## EXERCISE DETAILS
Starting with the line containing "repository 7ff80988f42414cc" and going on through the line containing "use crate::statement::CallScope;", return the lines of the data below exactly, and only those.

Dataset items:
· · · · · · ·

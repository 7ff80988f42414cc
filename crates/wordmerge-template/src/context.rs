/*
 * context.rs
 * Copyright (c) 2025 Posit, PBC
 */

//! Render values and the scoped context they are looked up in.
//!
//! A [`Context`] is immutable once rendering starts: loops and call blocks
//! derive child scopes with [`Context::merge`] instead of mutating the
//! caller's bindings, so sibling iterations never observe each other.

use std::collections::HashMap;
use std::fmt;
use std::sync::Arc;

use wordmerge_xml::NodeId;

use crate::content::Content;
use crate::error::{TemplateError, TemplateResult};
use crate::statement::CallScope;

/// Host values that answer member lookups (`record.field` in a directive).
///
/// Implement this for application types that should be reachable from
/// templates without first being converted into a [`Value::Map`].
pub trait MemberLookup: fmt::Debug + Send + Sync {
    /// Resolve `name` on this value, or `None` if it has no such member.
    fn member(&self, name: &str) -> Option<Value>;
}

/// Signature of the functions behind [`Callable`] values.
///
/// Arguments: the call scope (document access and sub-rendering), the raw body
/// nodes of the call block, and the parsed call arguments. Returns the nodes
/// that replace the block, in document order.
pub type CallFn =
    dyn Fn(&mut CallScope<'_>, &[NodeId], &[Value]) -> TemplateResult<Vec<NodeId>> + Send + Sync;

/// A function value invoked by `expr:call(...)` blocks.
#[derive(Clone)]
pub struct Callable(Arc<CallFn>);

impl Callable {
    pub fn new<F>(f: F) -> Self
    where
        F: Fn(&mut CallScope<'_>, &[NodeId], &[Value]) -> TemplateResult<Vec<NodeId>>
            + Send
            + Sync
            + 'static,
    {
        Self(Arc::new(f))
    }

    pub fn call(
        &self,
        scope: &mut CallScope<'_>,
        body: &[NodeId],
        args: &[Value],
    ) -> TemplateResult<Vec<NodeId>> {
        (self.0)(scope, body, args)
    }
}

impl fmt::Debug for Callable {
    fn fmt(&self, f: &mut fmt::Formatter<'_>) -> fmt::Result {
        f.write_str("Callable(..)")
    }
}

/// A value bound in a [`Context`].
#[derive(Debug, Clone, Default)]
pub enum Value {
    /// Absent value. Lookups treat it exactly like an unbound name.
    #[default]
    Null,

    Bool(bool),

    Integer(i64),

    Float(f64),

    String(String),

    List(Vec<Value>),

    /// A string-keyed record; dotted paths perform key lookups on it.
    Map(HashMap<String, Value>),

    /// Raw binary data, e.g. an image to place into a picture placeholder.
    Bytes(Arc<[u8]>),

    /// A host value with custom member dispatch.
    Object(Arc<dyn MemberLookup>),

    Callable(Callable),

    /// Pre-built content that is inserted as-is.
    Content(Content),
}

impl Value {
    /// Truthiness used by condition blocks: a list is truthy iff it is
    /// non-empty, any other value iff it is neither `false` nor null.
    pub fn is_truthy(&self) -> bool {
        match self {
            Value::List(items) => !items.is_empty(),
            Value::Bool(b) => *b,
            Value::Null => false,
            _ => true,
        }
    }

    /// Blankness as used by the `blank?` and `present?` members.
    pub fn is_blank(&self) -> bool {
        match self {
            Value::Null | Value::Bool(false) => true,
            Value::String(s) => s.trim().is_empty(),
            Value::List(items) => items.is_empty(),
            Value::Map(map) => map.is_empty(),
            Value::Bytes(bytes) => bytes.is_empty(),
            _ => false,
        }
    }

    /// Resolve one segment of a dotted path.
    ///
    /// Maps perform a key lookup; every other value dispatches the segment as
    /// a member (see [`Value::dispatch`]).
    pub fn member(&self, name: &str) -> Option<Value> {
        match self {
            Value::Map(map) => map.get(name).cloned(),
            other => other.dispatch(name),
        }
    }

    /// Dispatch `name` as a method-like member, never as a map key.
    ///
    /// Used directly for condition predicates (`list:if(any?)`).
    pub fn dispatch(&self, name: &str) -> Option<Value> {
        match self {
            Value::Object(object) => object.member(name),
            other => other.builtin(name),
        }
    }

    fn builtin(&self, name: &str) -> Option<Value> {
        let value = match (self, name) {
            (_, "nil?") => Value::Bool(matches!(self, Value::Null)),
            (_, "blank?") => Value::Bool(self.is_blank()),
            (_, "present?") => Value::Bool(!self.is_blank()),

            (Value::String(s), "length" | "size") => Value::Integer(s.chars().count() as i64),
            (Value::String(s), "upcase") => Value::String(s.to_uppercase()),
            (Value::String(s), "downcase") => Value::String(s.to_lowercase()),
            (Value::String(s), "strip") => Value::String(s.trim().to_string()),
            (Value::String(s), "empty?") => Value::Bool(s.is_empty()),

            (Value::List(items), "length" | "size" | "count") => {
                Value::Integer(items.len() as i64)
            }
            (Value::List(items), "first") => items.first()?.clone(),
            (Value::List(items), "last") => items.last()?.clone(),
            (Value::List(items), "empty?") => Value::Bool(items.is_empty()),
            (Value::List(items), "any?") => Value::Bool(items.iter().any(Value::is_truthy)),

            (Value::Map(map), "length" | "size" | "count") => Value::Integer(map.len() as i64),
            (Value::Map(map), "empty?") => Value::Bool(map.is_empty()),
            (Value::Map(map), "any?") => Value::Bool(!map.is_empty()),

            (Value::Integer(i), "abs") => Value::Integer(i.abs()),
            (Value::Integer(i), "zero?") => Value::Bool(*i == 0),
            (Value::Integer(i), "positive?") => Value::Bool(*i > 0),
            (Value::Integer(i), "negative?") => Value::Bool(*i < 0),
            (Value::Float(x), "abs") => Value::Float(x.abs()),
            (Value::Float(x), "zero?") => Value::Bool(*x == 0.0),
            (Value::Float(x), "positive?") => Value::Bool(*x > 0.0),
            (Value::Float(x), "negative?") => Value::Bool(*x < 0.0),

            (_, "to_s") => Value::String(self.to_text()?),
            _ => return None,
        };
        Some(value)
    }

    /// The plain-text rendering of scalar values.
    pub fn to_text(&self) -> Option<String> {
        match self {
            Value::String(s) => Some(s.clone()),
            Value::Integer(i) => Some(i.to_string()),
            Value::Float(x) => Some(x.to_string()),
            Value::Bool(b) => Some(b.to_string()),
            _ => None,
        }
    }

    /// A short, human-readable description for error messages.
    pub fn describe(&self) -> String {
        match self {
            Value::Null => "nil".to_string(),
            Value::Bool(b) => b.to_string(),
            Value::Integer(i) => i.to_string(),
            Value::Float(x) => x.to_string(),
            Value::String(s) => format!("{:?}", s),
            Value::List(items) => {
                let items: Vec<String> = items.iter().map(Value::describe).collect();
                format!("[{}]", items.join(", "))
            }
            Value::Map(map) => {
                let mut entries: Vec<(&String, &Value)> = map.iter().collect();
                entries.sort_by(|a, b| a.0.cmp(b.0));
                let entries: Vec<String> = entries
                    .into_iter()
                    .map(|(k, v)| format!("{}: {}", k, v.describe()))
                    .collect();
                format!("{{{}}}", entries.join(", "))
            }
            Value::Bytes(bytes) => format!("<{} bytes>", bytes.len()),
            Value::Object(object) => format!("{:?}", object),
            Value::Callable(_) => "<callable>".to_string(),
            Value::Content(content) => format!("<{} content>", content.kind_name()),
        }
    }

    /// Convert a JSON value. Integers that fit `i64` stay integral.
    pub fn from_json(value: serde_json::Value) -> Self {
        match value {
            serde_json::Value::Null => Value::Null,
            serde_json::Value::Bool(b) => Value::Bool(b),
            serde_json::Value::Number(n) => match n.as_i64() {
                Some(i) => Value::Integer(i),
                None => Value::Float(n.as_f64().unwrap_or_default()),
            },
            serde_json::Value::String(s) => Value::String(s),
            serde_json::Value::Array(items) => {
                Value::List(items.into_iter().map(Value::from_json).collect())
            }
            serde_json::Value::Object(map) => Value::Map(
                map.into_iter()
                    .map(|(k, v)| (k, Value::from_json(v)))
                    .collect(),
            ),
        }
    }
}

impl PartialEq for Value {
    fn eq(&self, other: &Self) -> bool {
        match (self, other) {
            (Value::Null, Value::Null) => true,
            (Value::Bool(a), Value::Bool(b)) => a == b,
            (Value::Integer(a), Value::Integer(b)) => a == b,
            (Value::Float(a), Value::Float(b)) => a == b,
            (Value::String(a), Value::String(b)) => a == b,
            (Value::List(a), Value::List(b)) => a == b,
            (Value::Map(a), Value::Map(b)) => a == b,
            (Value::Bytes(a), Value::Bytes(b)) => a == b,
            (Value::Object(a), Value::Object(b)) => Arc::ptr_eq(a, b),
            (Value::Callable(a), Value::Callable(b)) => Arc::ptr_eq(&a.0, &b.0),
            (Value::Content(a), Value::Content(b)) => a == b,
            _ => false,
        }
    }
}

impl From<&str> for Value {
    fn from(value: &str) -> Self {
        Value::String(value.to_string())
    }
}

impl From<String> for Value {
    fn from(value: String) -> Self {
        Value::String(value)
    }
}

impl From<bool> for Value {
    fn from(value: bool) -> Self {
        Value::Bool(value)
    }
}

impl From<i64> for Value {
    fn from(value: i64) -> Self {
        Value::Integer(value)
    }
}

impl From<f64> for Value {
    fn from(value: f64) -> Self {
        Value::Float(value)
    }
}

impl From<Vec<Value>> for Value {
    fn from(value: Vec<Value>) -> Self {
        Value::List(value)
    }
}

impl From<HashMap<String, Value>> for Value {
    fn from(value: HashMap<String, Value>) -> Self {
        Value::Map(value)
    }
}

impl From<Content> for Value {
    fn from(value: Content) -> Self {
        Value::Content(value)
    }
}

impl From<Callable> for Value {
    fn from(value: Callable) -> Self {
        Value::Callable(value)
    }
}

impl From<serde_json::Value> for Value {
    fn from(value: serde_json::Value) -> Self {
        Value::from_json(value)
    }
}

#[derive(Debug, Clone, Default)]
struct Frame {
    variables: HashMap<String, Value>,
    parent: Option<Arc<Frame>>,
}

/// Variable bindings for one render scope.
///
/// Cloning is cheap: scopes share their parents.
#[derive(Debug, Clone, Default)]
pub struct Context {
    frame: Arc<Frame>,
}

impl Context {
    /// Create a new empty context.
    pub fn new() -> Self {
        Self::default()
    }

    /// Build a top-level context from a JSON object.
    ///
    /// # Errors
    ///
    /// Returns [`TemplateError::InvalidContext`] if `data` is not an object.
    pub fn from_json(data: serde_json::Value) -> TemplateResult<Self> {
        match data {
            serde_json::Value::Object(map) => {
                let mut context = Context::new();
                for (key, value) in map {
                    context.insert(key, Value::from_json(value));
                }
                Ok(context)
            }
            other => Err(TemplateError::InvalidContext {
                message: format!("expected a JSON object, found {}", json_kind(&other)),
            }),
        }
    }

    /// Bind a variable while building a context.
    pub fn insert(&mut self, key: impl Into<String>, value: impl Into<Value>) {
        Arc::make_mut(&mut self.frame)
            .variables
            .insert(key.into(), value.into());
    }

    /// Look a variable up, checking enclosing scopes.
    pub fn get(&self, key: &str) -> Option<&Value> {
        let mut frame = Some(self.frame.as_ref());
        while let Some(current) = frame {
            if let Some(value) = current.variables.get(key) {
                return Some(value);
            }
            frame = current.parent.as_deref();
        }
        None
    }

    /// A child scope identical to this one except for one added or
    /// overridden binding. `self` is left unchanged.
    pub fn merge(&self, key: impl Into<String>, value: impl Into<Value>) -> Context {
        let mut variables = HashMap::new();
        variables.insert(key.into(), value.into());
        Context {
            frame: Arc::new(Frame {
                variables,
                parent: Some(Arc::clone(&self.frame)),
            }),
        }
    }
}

· · · · · · ·

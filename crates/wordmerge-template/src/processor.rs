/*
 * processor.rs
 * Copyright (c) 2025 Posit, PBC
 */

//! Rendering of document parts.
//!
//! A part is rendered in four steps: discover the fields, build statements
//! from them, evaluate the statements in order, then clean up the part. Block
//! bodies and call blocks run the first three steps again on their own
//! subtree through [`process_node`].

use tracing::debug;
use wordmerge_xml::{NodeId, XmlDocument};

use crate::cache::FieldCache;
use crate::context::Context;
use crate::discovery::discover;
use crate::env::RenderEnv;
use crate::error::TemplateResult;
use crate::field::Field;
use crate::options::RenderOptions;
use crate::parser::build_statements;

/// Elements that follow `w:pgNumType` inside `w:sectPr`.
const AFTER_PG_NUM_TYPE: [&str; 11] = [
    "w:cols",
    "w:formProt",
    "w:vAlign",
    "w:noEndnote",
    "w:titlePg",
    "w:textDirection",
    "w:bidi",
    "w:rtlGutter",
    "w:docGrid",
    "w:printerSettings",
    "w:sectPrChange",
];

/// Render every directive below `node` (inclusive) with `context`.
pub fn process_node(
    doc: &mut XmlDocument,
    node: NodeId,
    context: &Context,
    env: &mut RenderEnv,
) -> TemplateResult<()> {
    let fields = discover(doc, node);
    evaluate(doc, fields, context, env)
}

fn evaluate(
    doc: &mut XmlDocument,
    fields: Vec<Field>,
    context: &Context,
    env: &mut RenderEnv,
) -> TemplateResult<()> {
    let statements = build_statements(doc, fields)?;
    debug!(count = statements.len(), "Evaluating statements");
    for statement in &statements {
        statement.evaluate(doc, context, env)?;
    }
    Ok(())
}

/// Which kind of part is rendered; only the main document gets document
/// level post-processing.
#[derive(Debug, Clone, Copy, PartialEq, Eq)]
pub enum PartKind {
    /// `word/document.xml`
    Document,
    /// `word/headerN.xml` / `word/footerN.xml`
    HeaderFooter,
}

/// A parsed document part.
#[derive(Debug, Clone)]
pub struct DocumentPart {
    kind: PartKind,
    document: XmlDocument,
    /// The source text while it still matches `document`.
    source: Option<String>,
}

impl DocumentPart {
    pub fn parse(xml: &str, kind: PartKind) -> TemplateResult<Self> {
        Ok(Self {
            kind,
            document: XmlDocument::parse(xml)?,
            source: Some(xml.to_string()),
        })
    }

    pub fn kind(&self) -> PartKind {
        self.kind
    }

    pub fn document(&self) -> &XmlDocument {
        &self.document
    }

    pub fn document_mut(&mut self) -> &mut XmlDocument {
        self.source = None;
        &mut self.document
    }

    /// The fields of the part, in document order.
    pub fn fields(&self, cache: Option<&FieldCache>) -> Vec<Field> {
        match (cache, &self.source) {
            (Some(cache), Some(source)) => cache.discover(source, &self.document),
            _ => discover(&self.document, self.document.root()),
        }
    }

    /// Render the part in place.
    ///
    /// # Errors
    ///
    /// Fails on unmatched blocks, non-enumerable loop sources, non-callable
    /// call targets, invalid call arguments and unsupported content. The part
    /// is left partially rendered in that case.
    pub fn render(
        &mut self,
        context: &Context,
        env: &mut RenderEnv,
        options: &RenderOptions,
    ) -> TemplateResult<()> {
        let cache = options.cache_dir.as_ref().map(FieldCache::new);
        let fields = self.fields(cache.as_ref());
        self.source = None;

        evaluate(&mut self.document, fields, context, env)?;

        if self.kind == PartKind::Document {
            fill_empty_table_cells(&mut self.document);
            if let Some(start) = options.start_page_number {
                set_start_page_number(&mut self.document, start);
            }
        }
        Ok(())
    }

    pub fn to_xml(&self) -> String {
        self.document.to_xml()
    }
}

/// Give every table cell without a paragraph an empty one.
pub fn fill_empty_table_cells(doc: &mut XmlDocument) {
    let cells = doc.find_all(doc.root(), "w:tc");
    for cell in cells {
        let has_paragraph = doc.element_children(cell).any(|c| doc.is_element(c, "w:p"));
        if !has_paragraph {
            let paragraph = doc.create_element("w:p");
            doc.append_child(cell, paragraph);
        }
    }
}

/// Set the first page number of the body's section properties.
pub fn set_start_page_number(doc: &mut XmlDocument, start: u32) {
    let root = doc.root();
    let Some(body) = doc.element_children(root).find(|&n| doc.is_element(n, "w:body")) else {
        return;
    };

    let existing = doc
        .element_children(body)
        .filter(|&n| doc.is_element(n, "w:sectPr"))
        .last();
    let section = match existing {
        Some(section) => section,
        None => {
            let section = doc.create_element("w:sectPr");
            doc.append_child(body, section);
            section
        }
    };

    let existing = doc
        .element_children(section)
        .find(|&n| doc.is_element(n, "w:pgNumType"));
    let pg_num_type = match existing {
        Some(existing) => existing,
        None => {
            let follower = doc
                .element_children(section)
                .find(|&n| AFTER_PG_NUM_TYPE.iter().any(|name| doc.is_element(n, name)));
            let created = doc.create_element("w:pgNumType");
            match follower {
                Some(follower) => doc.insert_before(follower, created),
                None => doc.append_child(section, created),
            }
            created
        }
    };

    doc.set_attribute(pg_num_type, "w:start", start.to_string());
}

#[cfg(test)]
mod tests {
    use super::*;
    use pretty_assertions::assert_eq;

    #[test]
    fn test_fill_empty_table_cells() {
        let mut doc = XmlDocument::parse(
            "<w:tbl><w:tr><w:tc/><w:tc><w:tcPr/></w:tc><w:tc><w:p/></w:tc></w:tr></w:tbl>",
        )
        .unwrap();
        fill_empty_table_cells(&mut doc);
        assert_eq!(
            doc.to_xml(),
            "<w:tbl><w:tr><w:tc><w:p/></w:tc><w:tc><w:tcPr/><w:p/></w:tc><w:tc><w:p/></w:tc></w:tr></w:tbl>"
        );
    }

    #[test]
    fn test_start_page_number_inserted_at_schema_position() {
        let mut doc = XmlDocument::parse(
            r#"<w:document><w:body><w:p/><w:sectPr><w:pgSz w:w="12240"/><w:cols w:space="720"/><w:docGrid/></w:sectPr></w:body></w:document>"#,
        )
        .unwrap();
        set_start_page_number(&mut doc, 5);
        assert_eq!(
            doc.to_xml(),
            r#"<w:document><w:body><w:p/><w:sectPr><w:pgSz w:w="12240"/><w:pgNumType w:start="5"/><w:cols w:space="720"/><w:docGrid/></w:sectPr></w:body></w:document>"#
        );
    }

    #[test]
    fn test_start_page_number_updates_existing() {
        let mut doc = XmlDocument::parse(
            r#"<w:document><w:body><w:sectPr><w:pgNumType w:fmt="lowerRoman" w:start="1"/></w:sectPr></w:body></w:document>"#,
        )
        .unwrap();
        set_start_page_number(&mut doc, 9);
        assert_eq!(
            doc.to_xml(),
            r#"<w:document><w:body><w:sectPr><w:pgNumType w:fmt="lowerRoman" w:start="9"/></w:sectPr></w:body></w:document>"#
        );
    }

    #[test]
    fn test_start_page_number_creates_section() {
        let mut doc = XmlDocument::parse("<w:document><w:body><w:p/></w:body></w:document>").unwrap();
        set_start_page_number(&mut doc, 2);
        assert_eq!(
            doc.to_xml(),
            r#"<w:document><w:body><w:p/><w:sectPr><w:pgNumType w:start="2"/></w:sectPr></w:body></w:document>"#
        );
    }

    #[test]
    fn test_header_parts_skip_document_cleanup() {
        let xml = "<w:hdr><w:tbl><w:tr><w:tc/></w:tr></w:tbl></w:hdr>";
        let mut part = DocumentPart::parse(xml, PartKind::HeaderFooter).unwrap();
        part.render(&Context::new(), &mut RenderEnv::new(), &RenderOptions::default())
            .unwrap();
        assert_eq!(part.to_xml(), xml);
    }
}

· · · · · · ·

## ANSWER BELOW
repository 7ff80988f42414cc
filename crates/wordmerge-template/src/context.rs
/*
 * context.rs
 * Copyright (c) 2025 Posit, PBC
 */

//! Render values and the scoped context they are looked up in.
//!
//! A [`Context`] is immutable once rendering starts: loops and call blocks
//! derive child scopes with [`Context::merge`] instead of mutating the
//! caller's bindings, so sibling iterations never observe each other.

use std::collections::HashMap;
use std::fmt;
use std::sync::Arc;

use wordmerge_xml::NodeId;

use crate::content::Content;
use crate::error::{TemplateError, TemplateResult};
use crate::statement::CallScope;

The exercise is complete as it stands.